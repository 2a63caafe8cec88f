//! Aggregation layer
//!
//! Pure functions over a [`Dataset`](crate::dataset::Dataset). Every
//! operation is deterministic for the same inputs and yields an empty result,
//! never an error, when the filters leave nothing behind.
//!
//! Implements:
//! - Level, status, search and selection filters with fact-table cascade
//! - Per-partner revenue, activity, social and merged KPI summaries
//! - Per-level summary and headline totals
//! - Daily time series
//! - Rankings, leaderboards and multi-partner comparison
//! - Single-partner drill-down

pub mod aggregate;
pub mod compare;
pub mod detail;
pub mod filter;
pub mod ranking;
pub mod summary;
pub mod timeseries;

pub use aggregate::{AggregateType, GroupedAggregate};
pub use compare::{compare, ComparisonProfile, COMPARISON_METRICS};
pub use detail::{partner_detail, ActivityTypeCount, PartnerDetail, RECENT_ROWS};
pub use filter::{apply_filters, selectable_partners, FilterSet, FilteredView};
pub use ranking::{leaderboards, rank, rankings, KpiMetric, Leaderboards, Rankings, SortOrder};
pub use summary::{
    activity_summary, headline, kpi_summary, level_summary, revenue_summary, social_summary,
    summarize, ActivitySummaryRow, Headline, KpiRow, LevelSummaryRow, RevenueSummaryRow,
    SocialSummaryRow, Summaries,
};
pub use timeseries::{
    activity_by_date, revenue_by_date, social_by_date, time_series, ActivityPoint, RevenuePoint,
    SocialPoint, TimeSeries,
};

*-*-*

• EXERCISE
Look over the material and return every line where the word "Rankings" is found.

• THE ANSWER
//! - Rankings, leaderboards and multi-partner comparison
pub use ranking::{leaderboards, rank, rankings, KpiMetric, Leaderboards, Rankings, SortOrder};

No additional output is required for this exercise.